VIVA RED OVERALLS! VIVA DEMOCRACY!
Can we please celebrate red overalls in Parliament? Not just allow them, not just tolerate them, but take delight in what they symbolise?
When dissenters aspire to sit in Parliament, rather than burn it down, South African democracy is coming out of nappies.
As it grows, we can begin to recognise the shape of our democracy. It is resilient and contradictory.
In Bekkersdal, voting stations were torched in the early hours of the morning. By 6a.m. voting queues had formed, with dancing. Soon, the IEC had put tents up and equipped them with ballot boxes and all the paraphernalia of democracy. Voting then proceeded normally.
Our institutions are fast on their feet, our voters are resilient and hopeful. The good South African tradition of making a plan works for our democracy too.
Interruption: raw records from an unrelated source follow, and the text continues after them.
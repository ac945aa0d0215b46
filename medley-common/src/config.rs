//! Configuration loading and resolution
//!
//! Resolution priority: environment variable, then TOML config file, then
//! built-in default.
//! A missing provider API key is not an error here; the affected provider
//! is simply disabled at startup.

use crate::{Error, Result};
use serde::{Deserialize, Serialize};
use std::collections::HashMap;
use std::path::PathBuf;
use tracing::{info, warn};

/// Cache settings
#[derive(Debug, Clone, Serialize, Deserialize)]
pub struct CacheConfig {
    /// Master switch; when false every read misses and every write no-ops
    pub enabled: bool,
    /// Path to the SQLite cache file (default: `<data dir>/cache.db`)
    pub path: Option<PathBuf>,
    /// Default TTL applied when a write does not choose a preset
    pub default_ttl_hours: f64,
}

impl Default for CacheConfig {
    fn default() -> Self {
        Self {
            enabled: true,
            path: None,
            default_ttl_hours: 168.0,
        }
    }
}

/// Per-source rate limit settings
#[derive(Debug, Clone, Serialize, Deserialize)]
pub struct RateLimitConfig {
    pub requests_per_window: u32,
    pub window_ms: u64,
}

/// TOML configuration file shape
#[derive(Debug, Clone, Default, Serialize, Deserialize)]
pub struct TomlConfig {
    /// TMDB API key; absence disables movie/TV lookups
    pub tmdb_api_key: Option<String>,
    /// Google Books API key; optional (the API accepts keyless requests
    /// at a lower quota, so absence does not disable the source)
    pub google_books_api_key: Option<String>,
    /// Master switch for the scraping-based Goodreads adapter
    pub scraping_enabled: Option<bool>,
    /// HTTP bind address for the service (default 127.0.0.1:5810)
    pub bind_address: Option<String>,
    #[serde(default)]
    pub cache: CacheConfig,
    /// Per-source rate limit overrides, keyed by source tag
    #[serde(default)]
    pub rate_limits: HashMap<String, RateLimitConfig>,
}

/// Load the TOML config file, if one exists.
///
/// Looks for `~/.config/medley/medley-mr.toml` (platform config dir).
/// A missing file yields defaults; a malformed file is an error.
pub fn load_toml_config() -> Result<TomlConfig> {
    let Some(path) = config_file_path() else {
        return Ok(TomlConfig::default());
    };

    if !path.exists() {
        return Ok(TomlConfig::default());
    }

    let content = std::fs::read_to_string(&path)?;
    let config: TomlConfig = toml::from_str(&content)
        .map_err(|e| Error::Config(format!("Parse {} failed: {}", path.display(), e)))?;

    info!(path = %path.display(), "Loaded TOML config");
    Ok(config)
}

/// Platform config file path (`None` when the config dir is unknown)
pub fn config_file_path() -> Option<PathBuf> {
    dirs::config_dir().map(|d| d.join("medley").join("medley-mr.toml"))
}

/// Default data directory for the cache file
pub fn default_data_dir() -> PathBuf {
    dirs::data_local_dir()
        .map(|d| d.join("medley"))
        .unwrap_or_else(|| PathBuf::from("./medley_data"))
}

/// Resolve a provider API key, environment first, then TOML.
///
/// Returns `None` when no valid (non-blank) key is configured. Warns when
/// both tiers carry a key, since that usually means a stale config file.
pub fn resolve_api_key(env_var: &str, toml_value: Option<&String>) -> Option<String> {
    let env_key = std::env::var(env_var).ok().filter(|k| is_valid_key(k));
    let toml_key = toml_value.filter(|k| is_valid_key(k)).cloned();

    if env_key.is_some() && toml_key.is_some() {
        warn!(
            env_var,
            "API key found in both environment and TOML; using environment"
        );
    }

    match env_key {
        Some(key) => {
            info!(env_var, "API key loaded from environment variable");
            Some(key)
        }
        None => {
            if toml_key.is_some() {
                info!(env_var, "API key loaded from TOML config");
            }
            toml_key
        }
    }
}

/// Validate an API key (non-empty, non-whitespace)
pub fn is_valid_key(key: &str) -> bool {
    !key.trim().is_empty()
}

#[cfg(test)]
mod tests {
    use super::*;

    #[test]
    fn blank_keys_are_invalid() {
        assert!(!is_valid_key(""));
        assert!(!is_valid_key("   "));
        assert!(is_valid_key("abc123"));
    }

    #[test]
    fn toml_key_used_when_env_unset() {
        let toml_key = "from-toml".to_string();
        let resolved = resolve_api_key("MEDLEY_TEST_KEY_UNSET_XYZ", Some(&toml_key));
        assert_eq!(resolved.as_deref(), Some("from-toml"));
    }

    #[test]
    fn absent_key_resolves_to_none() {
        let resolved = resolve_api_key("MEDLEY_TEST_KEY_UNSET_XYZ", None);
        assert!(resolved.is_none());
    }

    #[test]
    fn default_cache_config_is_enabled() {
        let config = TomlConfig::default();
        assert!(config.cache.enabled);
        assert_eq!(config.cache.default_ttl_hours, 168.0);
    }

    #[test]
    fn parses_rate_limit_table() {
        let toml_src = r#"
            tmdb_api_key = "abc"

            [cache]
            enabled = false
            default_ttl_hours = 24.0

            [rate_limits.open_library]
            requests_per_window = 60
            window_ms = 60000
        "#;
        let config: TomlConfig = toml::from_str(toml_src).unwrap();
        assert!(!config.cache.enabled);
        assert_eq!(
            config.rate_limits.get("open_library").unwrap().requests_per_window,
            60
        );
    }
}
//! API error responses
//!
//! Maps the resolver's error taxonomy onto HTTP statuses. Bodies carry
//! `{error: {kind, message, retryable}}` so automated callers can act on
//! the retryable flag without parsing messages.

use axum::{
    http::StatusCode,
    response::{IntoResponse, Response},
    Json,
};
use medley_common::Error;
use serde_json::json;
use thiserror::Error as ThisError;

pub type ApiResult<T> = std::result::Result<T, ApiError>;

#[derive(Debug, ThisError)]
pub enum ApiError {
    #[error(transparent)]
    Core(#[from] Error),
}

impl IntoResponse for ApiError {
    fn into_response(self) -> Response {
        let ApiError::Core(err) = self;

        let status = match &err {
            Error::NotFound(_) => StatusCode::NOT_FOUND,
            Error::Validation(_) => StatusCode::BAD_REQUEST,
            Error::RateLimited { .. } => StatusCode::TOO_MANY_REQUESTS,
            // Upstream trouble, not ours
            Error::Auth(_) | Error::Timeout(_) | Error::Source(_) => StatusCode::BAD_GATEWAY,
            Error::Database(_) | Error::Io(_) | Error::Config(_) | Error::Internal(_) => {
                StatusCode::INTERNAL_SERVER_ERROR
            }
        };

        let mut error_body = json!({
            "kind": err.kind(),
            "message": err.to_string(),
            "retryable": err.retryable(),
        });
        if let Error::RateLimited { retry_after_ms: Some(ms), .. } = &err {
            error_body["retry_after_ms"] = json!(ms);
        }

        (status, Json(json!({ "error": error_body }))).into_response()
    }
}

#[cfg(test)]
mod tests {
    use super::*;

    fn status_for(err: Error) -> StatusCode {
        ApiError::Core(err).into_response().status()
    }

    #[test]
    fn taxonomy_maps_to_expected_statuses() {
        assert_eq!(status_for(Error::NotFound("x".into())), StatusCode::NOT_FOUND);
        assert_eq!(status_for(Error::Validation("x".into())), StatusCode::BAD_REQUEST);
        assert_eq!(
            status_for(Error::RateLimited { message: "x".into(), retry_after_ms: Some(2000) }),
            StatusCode::TOO_MANY_REQUESTS
        );
        assert_eq!(status_for(Error::Auth("x".into())), StatusCode::BAD_GATEWAY);
        assert_eq!(status_for(Error::Timeout("x".into())), StatusCode::BAD_GATEWAY);
        assert_eq!(status_for(Error::Source("x".into())), StatusCode::BAD_GATEWAY);
        assert_eq!(
            status_for(Error::Internal("x".into())),
            StatusCode::INTERNAL_SERVER_ERROR
        );
    }
}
We have strong new democratic wineskins, but what about the wine?
What happened next in Bekkersdal is instructive. The months of rage at local government corruption, non-delivery and police violence, the ripping up of the roads and the burning down of the voting stations, all translated into a 75% majority for the ANC. The fact is, many of us still vote for the political party our parents supported.
How do we take the next step? Leaving it all to the politicians is unlikely to get us where we need to be.
Will the bornfrees bring the new ideas, the bridging visions that will make changing allegiances possible? Only 33% of bornfrees are registered voters. Perhaps we need to make more of an effort to help them participate. Perhaps registering as a voter should be part of Life Orientation in matric? Matrics need to have an identity document in order to write their exams. It shouldn’t be too hard to take this a step further.
Registering young people, persuading them to vote, needs to be all of our business. Engaging them in democratic debate, in serious discussion of new solutions, needs to be our business too.
But while we wait for the next generation of ideas, can we please take what we have got seriously? In the EFF, 45 year-olds provide the grey-haired wisdom. Everyone else is younger.
The EFF prioritises young people, and poverty. Doesn’t this give them a common values platform with all of us? Aren’t we all concerned about inequality, about a perception of broken promises of freedom and progress?
Let us engage the EFF in imaginative, innovative debate, encouraging the ideas that they have that are serious, by listening to them. Let’s not take the cheap route of contempt, mockery and fear. Let us enmesh them in the processes of deep democracy: respect, give-and-take, openness to criticism and modification of your own ideas. Not just the form of democracy, but its substance.
The substance of democracy is not a designer suit. So let’s smile and give a thumbs-up when we see the red overalls.